▶ [DIRECTIONS FOR THIS TASK]: All lines from the one holding "FeatureError::Range(message.into())" down to the last line of the entries are to be reproduced exactly, with no other lines.

▶ [RAW DATA]:

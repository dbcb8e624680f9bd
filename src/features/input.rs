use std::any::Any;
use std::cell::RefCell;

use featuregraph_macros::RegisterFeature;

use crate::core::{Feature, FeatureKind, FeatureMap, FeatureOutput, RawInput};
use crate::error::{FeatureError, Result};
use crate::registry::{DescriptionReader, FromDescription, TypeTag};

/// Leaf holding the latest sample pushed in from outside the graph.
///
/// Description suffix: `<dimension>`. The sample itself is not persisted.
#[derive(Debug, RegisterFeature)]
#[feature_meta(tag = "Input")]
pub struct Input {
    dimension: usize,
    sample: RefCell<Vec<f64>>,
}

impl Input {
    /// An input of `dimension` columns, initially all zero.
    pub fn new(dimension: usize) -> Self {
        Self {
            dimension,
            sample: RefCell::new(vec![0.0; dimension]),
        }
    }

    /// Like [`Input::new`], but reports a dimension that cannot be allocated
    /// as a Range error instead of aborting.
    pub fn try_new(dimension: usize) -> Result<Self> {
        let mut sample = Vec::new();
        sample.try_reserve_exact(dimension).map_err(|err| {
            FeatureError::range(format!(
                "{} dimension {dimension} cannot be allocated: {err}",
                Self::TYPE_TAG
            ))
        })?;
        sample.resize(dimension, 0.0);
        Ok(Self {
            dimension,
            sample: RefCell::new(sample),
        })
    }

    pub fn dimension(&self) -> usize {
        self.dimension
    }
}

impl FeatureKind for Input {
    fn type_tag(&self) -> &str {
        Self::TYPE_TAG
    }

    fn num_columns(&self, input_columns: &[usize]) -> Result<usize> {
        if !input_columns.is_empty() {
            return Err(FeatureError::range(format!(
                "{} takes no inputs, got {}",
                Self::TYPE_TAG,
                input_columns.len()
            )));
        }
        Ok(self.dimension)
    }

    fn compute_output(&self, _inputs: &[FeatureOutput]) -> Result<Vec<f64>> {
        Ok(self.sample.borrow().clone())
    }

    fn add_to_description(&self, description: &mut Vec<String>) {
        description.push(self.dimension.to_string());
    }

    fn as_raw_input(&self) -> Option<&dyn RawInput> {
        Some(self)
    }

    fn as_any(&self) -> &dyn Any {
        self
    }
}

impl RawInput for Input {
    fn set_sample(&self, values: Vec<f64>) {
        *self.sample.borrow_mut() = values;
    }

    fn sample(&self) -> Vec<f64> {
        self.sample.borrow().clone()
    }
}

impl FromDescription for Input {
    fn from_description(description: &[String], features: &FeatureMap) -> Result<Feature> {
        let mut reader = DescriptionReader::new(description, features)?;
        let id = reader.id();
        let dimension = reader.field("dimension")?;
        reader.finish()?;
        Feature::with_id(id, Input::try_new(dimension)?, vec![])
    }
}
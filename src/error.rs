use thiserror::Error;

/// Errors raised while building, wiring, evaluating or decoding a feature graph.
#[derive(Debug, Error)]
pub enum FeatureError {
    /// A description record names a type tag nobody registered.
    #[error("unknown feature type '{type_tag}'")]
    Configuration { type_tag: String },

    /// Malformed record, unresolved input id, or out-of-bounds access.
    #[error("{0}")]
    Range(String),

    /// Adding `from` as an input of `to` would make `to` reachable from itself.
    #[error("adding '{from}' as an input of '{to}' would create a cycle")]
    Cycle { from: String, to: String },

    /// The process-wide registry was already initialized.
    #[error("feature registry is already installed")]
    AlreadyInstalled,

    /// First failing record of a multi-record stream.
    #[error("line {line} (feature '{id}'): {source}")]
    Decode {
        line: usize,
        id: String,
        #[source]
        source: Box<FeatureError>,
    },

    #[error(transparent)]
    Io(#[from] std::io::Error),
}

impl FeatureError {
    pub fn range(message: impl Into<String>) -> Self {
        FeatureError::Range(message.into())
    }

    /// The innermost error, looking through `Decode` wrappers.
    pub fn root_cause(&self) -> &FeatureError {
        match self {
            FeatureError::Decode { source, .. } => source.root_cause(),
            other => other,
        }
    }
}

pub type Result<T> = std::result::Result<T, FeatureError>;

▶ [ANSWER SPACE]:
        FeatureError::Range(message.into())
    }

    /// The innermost error, looking through `Decode` wrappers.
    pub fn root_cause(&self) -> &FeatureError {
        match self {
            FeatureError::Decode { source, .. } => source.root_cause(),
            other => other,
        }
    }
}

pub type Result<T> = std::result::Result<T, FeatureError>;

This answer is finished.